■ **Given records**
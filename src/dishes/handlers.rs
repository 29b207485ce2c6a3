//! HTTP handlers for dish routes
//!
//! Each handler is a linear pipeline: precondition checks in order, first
//! failure short-circuits via `?`, and only the terminal step mutates the
//! store.

use axum::Json;
use axum::extract::{Path, State};
use axum::http::StatusCode;

use crate::core::error::ApiError;
use crate::core::store::{Resource, resolve};
use crate::core::validation::{Payload, RequestBody};
use crate::server::{AppState, DataResponse};

use super::{Dish, valid_price};

/// GET /dishes
pub async fn list_dishes(State(state): State<AppState>) -> Json<DataResponse<Vec<Dish>>> {
    Json(DataResponse {
        data: state.dishes.list(),
    })
}

/// POST /dishes
///
/// Pipeline: presence of name, description, price; price validity; presence
/// of image_url.
pub async fn create_dish(
    State(state): State<AppState>,
    Json(body): Json<RequestBody>,
) -> Result<(StatusCode, Json<DataResponse<Dish>>), ApiError> {
    let payload = Payload::new(Resource::Dish, &body);

    let name = payload.require_string("name")?;
    let description = payload.require_string("description")?;
    payload.require("price")?;
    let price = valid_price(&payload)?;
    let image_url = payload.require_string("image_url")?;

    let dish = Dish {
        id: state.dishes.next_id(),
        name,
        description,
        price,
        image_url,
    };
    state.dishes.append(dish.clone());
    tracing::debug!(id = %dish.id, "dish created");

    Ok((StatusCode::CREATED, Json(DataResponse { data: dish })))
}

/// GET /dishes/{dishId}
pub async fn read_dish(
    State(state): State<AppState>,
    Path(dish_id): Path<String>,
) -> Result<Json<DataResponse<Dish>>, ApiError> {
    let dish = resolve(&state.dishes, &dish_id)?;
    Ok(Json(DataResponse { data: dish }))
}

/// PUT /dishes/{dishId}
///
/// Pipeline: existence; price validity; id match; presence of name,
/// description, price, image_url. The record's identity never changes.
pub async fn update_dish(
    State(state): State<AppState>,
    Path(dish_id): Path<String>,
    Json(body): Json<RequestBody>,
) -> Result<Json<DataResponse<Dish>>, ApiError> {
    resolve(&state.dishes, &dish_id)?;

    let payload = Payload::new(Resource::Dish, &body);
    let price = valid_price(&payload)?;
    payload.check_id_matches(&dish_id)?;
    let name = payload.require_string("name")?;
    let description = payload.require_string("description")?;
    payload.require("price")?;
    let image_url = payload.require_string("image_url")?;

    let updated = state
        .dishes
        .update(&dish_id, |dish| {
            dish.name = name;
            dish.description = description;
            dish.price = price;
            dish.image_url = image_url;
        })
        .ok_or_else(|| not_found(&dish_id))?;
    tracing::debug!(id = %dish_id, "dish updated");

    Ok(Json(DataResponse { data: updated }))
}

// The existence check above makes this unreachable unless the record is
// removed between the check and the write lock.
fn not_found(id: &str) -> ApiError {
    crate::core::error::NotFoundError::Record {
        resource: Resource::Dish,
        id: id.to_string(),
    }
    .into()
}
//! In-memory record stores with process-unique id assignment
//!
//! Each resource type owns one [`RecordStore`]: an ordered collection behind
//! its own lock, so interleaved requests never race on append/remove. Stores
//! are injected into the application state rather than living as globals,
//! which keeps test instances isolated from one another.

use std::fmt;
use std::sync::atomic::{AtomicU64, Ordering};
use std::sync::{Arc, PoisonError, RwLock, RwLockReadGuard, RwLockWriteGuard};

use crate::core::error::{ApiError, NotFoundError};

/// The resource a record (or a failure message) belongs to
#[derive(Debug, Clone, Copy, PartialEq, Eq)]
pub enum Resource {
    Dish,
    Order,
}

impl Resource {
    /// Capitalized noun used in client-facing messages
    pub const fn name(self) -> &'static str {
        match self {
            Resource::Dish => "Dish",
            Resource::Order => "Order",
        }
    }
}

impl fmt::Display for Resource {
    fn fmt(&self, f: &mut fmt::Formatter<'_>) -> fmt::Result {
        f.write_str(self.name())
    }
}

/// A record that can live in a [`RecordStore`]
pub trait Record: Clone + Send + Sync + 'static {
    /// Which resource this record type belongs to
    const RESOURCE: Resource;

    /// The record's identity, assigned once at creation and never changed
    fn id(&self) -> &str;
}

/// Ordered in-memory collection of records of one resource type
///
/// Ids are monotonically increasing integers rendered as strings; an id is
/// never reused after deletion. Cloning the store clones the handle, not the
/// collection.
#[derive(Clone)]
pub struct RecordStore<T: Record> {
    records: Arc<RwLock<Vec<T>>>,
    next_id: Arc<AtomicU64>,
}

impl<T: Record> RecordStore<T> {
    /// Create an empty store
    pub fn new() -> Self {
        Self::with_records(Vec::new())
    }

    /// Create a store seeded with existing records
    ///
    /// The id counter starts above the highest numeric seed id so freshly
    /// assigned ids stay unique.
    pub fn with_records(records: Vec<T>) -> Self {
        let highest = records
            .iter()
            .filter_map(|record| record.id().parse::<u64>().ok())
            .max()
            .unwrap_or(0);

        Self {
            records: Arc::new(RwLock::new(records)),
            next_id: Arc::new(AtomicU64::new(highest)),
        }
    }

    /// Assign a new identity, unique for the lifetime of the process
    pub fn next_id(&self) -> String {
        (self.next_id.fetch_add(1, Ordering::Relaxed) + 1).to_string()
    }

    /// All records in collection order
    pub fn list(&self) -> Vec<T> {
        self.read().clone()
    }

    /// First record whose id matches, scanning in collection order
    pub fn find(&self, id: &str) -> Option<T> {
        self.read().iter().find(|record| record.id() == id).cloned()
    }

    /// Append a record at the end of the collection
    pub fn append(&self, record: T) {
        self.write().push(record);
    }

    /// Mutate the matching record in place under the write lock
    ///
    /// Returns the updated record, or `None` if the id is absent.
    pub fn update(&self, id: &str, mutate: impl FnOnce(&mut T)) -> Option<T> {
        let mut records = self.write();
        let record = records.iter_mut().find(|record| record.id() == id)?;
        mutate(record);
        Some(record.clone())
    }

    /// Remove the matching record, preserving the order of the remainder
    pub fn remove(&self, id: &str) -> Option<T> {
        let mut records = self.write();
        let index = records.iter().position(|record| record.id() == id)?;
        Some(records.remove(index))
    }

    pub fn len(&self) -> usize {
        self.read().len()
    }

    pub fn is_empty(&self) -> bool {
        self.read().is_empty()
    }

    // A poisoned lock only means a panicking writer; the collection itself
    // is still usable, so recover the guard instead of propagating.
    fn read(&self) -> RwLockReadGuard<'_, Vec<T>> {
        self.records.read().unwrap_or_else(PoisonError::into_inner)
    }

    fn write(&self) -> RwLockWriteGuard<'_, Vec<T>> {
        self.records.write().unwrap_or_else(PoisonError::into_inner)
    }
}

impl<T: Record> Default for RecordStore<T> {
    fn default() -> Self {
        Self::new()
    }
}

/// Existence check: resolve a route id against a store
///
/// The resolved record flows to the rest of the handler so the read path
/// never performs a second lookup.
pub fn resolve<T: Record>(store: &RecordStore<T>, id: &str) -> Result<T, ApiError> {
    store.find(id).ok_or_else(|| {
        NotFoundError::Record {
            resource: T::RESOURCE,
            id: id.to_string(),
        }
        .into()
    })
}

■ **Exercise details**
The answer consists of every line above in which the word "handlers" occurs.

■ **Response box**
filename src/dishes/handlers.rs
//! HTTP handlers for dish routes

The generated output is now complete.